(TASK GOAL) Find every line below with the string "hostname" and pick it out.

(SUPPLIED MATERIAL)

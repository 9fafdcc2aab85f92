use crate::config::UpstreamConfig;
use crate::devices::{ApiDevice, ApiDevicesResponse};
use url::Url;

/// Every failure talking to Tailscale carries the same prefix, so callers
/// can tell which dependency broke.
#[derive(thiserror::Error, Debug)]
pub enum UpstreamError {
    #[error("Tailscale API: {0}")]
    Http(#[from] reqwest::Error),
    #[error("Tailscale API: cannot build device URL from {0}")]
    InvalidBaseUrl(String),
}

/// Client for the Tailscale device listing of one tailnet.
#[derive(Clone)]
pub struct TailscaleApi {
    client: reqwest::Client,
    devices_url: Url,
    api_key: String,
}

impl TailscaleApi {
    pub fn new(config: &UpstreamConfig) -> Result<Self, UpstreamError> {
        let client = reqwest::Client::builder().timeout(config.timeout).build()?;

        Ok(TailscaleApi {
            client,
            devices_url: devices_url(&config.api_url, &config.tailnet)?,
            api_key: config.api_key.clone(),
        })
    }

    pub fn devices_url(&self) -> &Url {
        &self.devices_url
    }

    pub async fn fetch_devices(&self) -> Result<Vec<ApiDevice>, UpstreamError> {
        let response = self
            .client
            .get(self.devices_url.clone())
            // The API key is the username, the password stays empty.
            .basic_auth(&self.api_key, None::<&str>)
            .send()
            .await?
            .error_for_status()?;

        let body = response.json::<ApiDevicesResponse>().await?;
        tracing::debug!(count = body.devices.len(), "fetched devices from Tailscale");

        Ok(body.devices)
    }
}

fn devices_url(base: &Url, tailnet: &str) -> Result<Url, UpstreamError> {
    let mut url = base.clone();
    url.path_segments_mut()
        .map_err(|_| UpstreamError::InvalidBaseUrl(base.to_string()))?
        .pop_if_empty()
        .extend(["api", "v2", "tailnet", tailnet, "devices"]);
    Ok(url)
}

#[cfg(test)]
mod tests {
    use super::*;
    use std::time::Duration;

    fn config(api_url: &str, tailnet: &str) -> UpstreamConfig {
        UpstreamConfig {
            api_key: "tskey-abc".into(),
            tailnet: tailnet.into(),
            api_url: Url::parse(api_url).unwrap(),
            timeout: Duration::from_secs(5),
        }
    }

    #[test]
    fn builds_device_url() {
        let api = TailscaleApi::new(&config("https://api.tailscale.com", "-")).unwrap();
        assert_eq!(
            api.devices_url().as_str(),
            "https://api.tailscale.com/api/v2/tailnet/-/devices"
        );

        let api = TailscaleApi::new(&config("http://proxy.internal/ts/", "example.com")).unwrap();
        assert_eq!(
            api.devices_url().as_str(),
            "http://proxy.internal/ts/api/v2/tailnet/example.com/devices"
        );
    }

    #[test]
    fn rejects_cannot_be_a_base_url() {
        let err = TailscaleApi::new(&config("mailto:ops@example.com", "-"))
            .err()
            .unwrap();
        assert!(matches!(err, UpstreamError::InvalidBaseUrl(_)));
        assert!(err.to_string().starts_with("Tailscale API:"));
    }

    #[tokio::test]
    async fn fetches_with_basic_auth() {
        let mut server = mockito::Server::new_async().await;

        let mock = server
            .mock("GET", "/api/v2/tailnet/-/devices")
            .match_header("authorization", "Basic dHNrZXktYWJjOg==")
            .with_status(200)
            .with_header("content-type", "application/json")
            .with_body(r#"{"devices":[{"addresses":["100.64.0.1"],"hostname":"a","user":"x"}]}"#)
            .create_async()
            .await;

        let api = TailscaleApi::new(&config(&server.url(), "-")).unwrap();
        let devices = api.fetch_devices().await.unwrap();

        mock.assert_async().await;
        assert_eq!(
            devices,
            vec![ApiDevice {
                addresses: vec!["100.64.0.1".into()],
                hostname: "a".into(),
                tags: None,
            }]
        );
    }

    #[tokio::test]
    async fn error_status_is_an_error() {
        let mut server = mockito::Server::new_async().await;

        let _mock = server
            .mock("GET", "/api/v2/tailnet/-/devices")
            .with_status(403)
            .with_body("forbidden")
            .create_async()
            .await;

        let api = TailscaleApi::new(&config(&server.url(), "-")).unwrap();
        let err = api.fetch_devices().await.unwrap_err();

        let message = err.to_string();
        assert!(message.starts_with("Tailscale API: "), "{message}");
        assert!(message.contains("403"), "{message}");
    }

    #[tokio::test]
    async fn malformed_body_is_an_error() {
        let mut server = mockito::Server::new_async().await;

        let _mock = server
            .mock("GET", "/api/v2/tailnet/-/devices")
            .with_status(200)
            .with_body(r#"{"devices": "nope"}"#)
            .create_async()
            .await;

        let api = TailscaleApi::new(&config(&server.url(), "-")).unwrap();
        let err = api.fetch_devices().await.unwrap_err();

        assert!(err.to_string().starts_with("Tailscale API: "));
    }
}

(SOLUTION TO THE EXERCISE)
            .with_body(r#"{"devices":[{"addresses":["100.64.0.1"],"hostname":"a","user":"x"}]}"#)
                hostname: "a".into(),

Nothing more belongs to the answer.